● Task brief
Copy out the lines below that hold the word "OrderedJobs".
-------- The data
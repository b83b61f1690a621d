//! Raw serde shapes of a workflow YAML document.
//!
//! These mirror the file exactly and are turned into the validated types in
//! [`super::models`] by [`super::parser::WorkflowParser`]. Unknown keys are
//! rejected so typos fail the load instead of being silently ignored.

use serde::de::{MapAccess, Visitor};
use serde::{Deserialize, Deserializer};
use std::collections::BTreeMap;
use std::fmt;

/// Top-level workflow document.
#[derive(Debug, Clone, Deserialize)]
#[serde(deny_unknown_fields)]
pub struct WorkflowDocument {
    #[serde(default)]
    pub name: Option<String>,

    #[serde(rename = "on")]
    pub on: TriggerDocument,

    #[serde(default)]
    pub env: BTreeMap<String, serde_yaml::Value>,

    #[serde(default)]
    pub jobs: OrderedJobs,
}

/// Trigger configuration.
///
/// Supports multiple trigger formats:
/// - Simple: `on: push`
/// - List: `on: [push, pull_request]`
/// - Detailed: `on: { push: { branches: [main] } }`
#[derive(Debug, Clone, Deserialize)]
#[serde(untagged)]
pub enum TriggerDocument {
    Single(String),
    Multiple(Vec<String>),
    Detailed(BTreeMap<String, Option<EventFilterDocument>>),
}

/// Branch filter for a single event kind.
#[derive(Debug, Clone, Default, Deserialize)]
#[serde(deny_unknown_fields)]
pub struct EventFilterDocument {
    #[serde(default)]
    pub branches: Option<Vec<String>>,
}

/// Jobs in declaration order. Duplicate keys are kept so validation can
/// report them by name.
#[derive(Debug, Clone, Default)]
pub struct OrderedJobs(pub Vec<(String, JobDocument)>);

impl<'de> Deserialize<'de> for OrderedJobs {
    fn deserialize<D>(deserializer: D) -> Result<Self, D::Error>
    where
        D: Deserializer<'de>,
    {
        struct JobsVisitor;

        impl<'de> Visitor<'de> for JobsVisitor {
            type Value = OrderedJobs;

            fn expecting(&self, f: &mut fmt::Formatter<'_>) -> fmt::Result {
                f.write_str("a mapping of job names to job definitions")
            }

            fn visit_map<A>(self, mut map: A) -> Result<Self::Value, A::Error>
            where
                A: MapAccess<'de>,
            {
                let mut jobs = Vec::with_capacity(map.size_hint().unwrap_or(0));
                while let Some((name, job)) = map.next_entry::<String, JobDocument>()? {
                    jobs.push((name, job));
                }
                Ok(OrderedJobs(jobs))
            }

            fn visit_unit<E>(self) -> Result<Self::Value, E>
            where
                E: serde::de::Error,
            {
                Ok(OrderedJobs::default())
            }
        }

        deserializer.deserialize_map(JobsVisitor)
    }
}

/// One entry under `jobs:`.
#[derive(Debug, Clone, Deserialize)]
#[serde(deny_unknown_fields)]
pub struct JobDocument {
    #[serde(default)]
    pub name: Option<String>,

    #[serde(default, rename = "on")]
    pub on: Option<TriggerDocument>,

    #[serde(default)]
    pub env: BTreeMap<String, serde_yaml::Value>,

    #[serde(default, rename = "timeout-minutes")]
    pub timeout_minutes: Option<f64>,

    #[serde(default)]
    pub cache: Option<CacheDocument>,

    #[serde(default)]
    pub steps: Vec<StepDocument>,
}

#[derive(Debug, Clone, Deserialize)]
#[serde(deny_unknown_fields)]
pub struct CacheDocument {
    #[serde(default)]
    pub toolchain: Option<String>,

    #[serde(default, rename = "key-files")]
    pub key_files: Vec<String>,

    #[serde(default)]
    pub paths: Vec<String>,
}

#[derive(Debug, Clone, Deserialize)]
#[serde(deny_unknown_fields)]
pub struct StepDocument {
    #[serde(default)]
    pub name: Option<String>,

    pub run: String,

    #[serde(default)]
    pub shell: Option<String>,

    #[serde(default, rename = "working-directory")]
    pub working_directory: Option<String>,

    #[serde(default, rename = "timeout-minutes")]
    pub timeout_minutes: Option<f64>,

    #[serde(default)]
    pub env: BTreeMap<String, serde_yaml::Value>,
}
----------------
● Solution
    pub jobs: OrderedJobs,
pub struct OrderedJobs(pub Vec<(String, JobDocument)>);
impl<'de> Deserialize<'de> for OrderedJobs {
            type Value = OrderedJobs;
                Ok(OrderedJobs(jobs))
                Ok(OrderedJobs::default())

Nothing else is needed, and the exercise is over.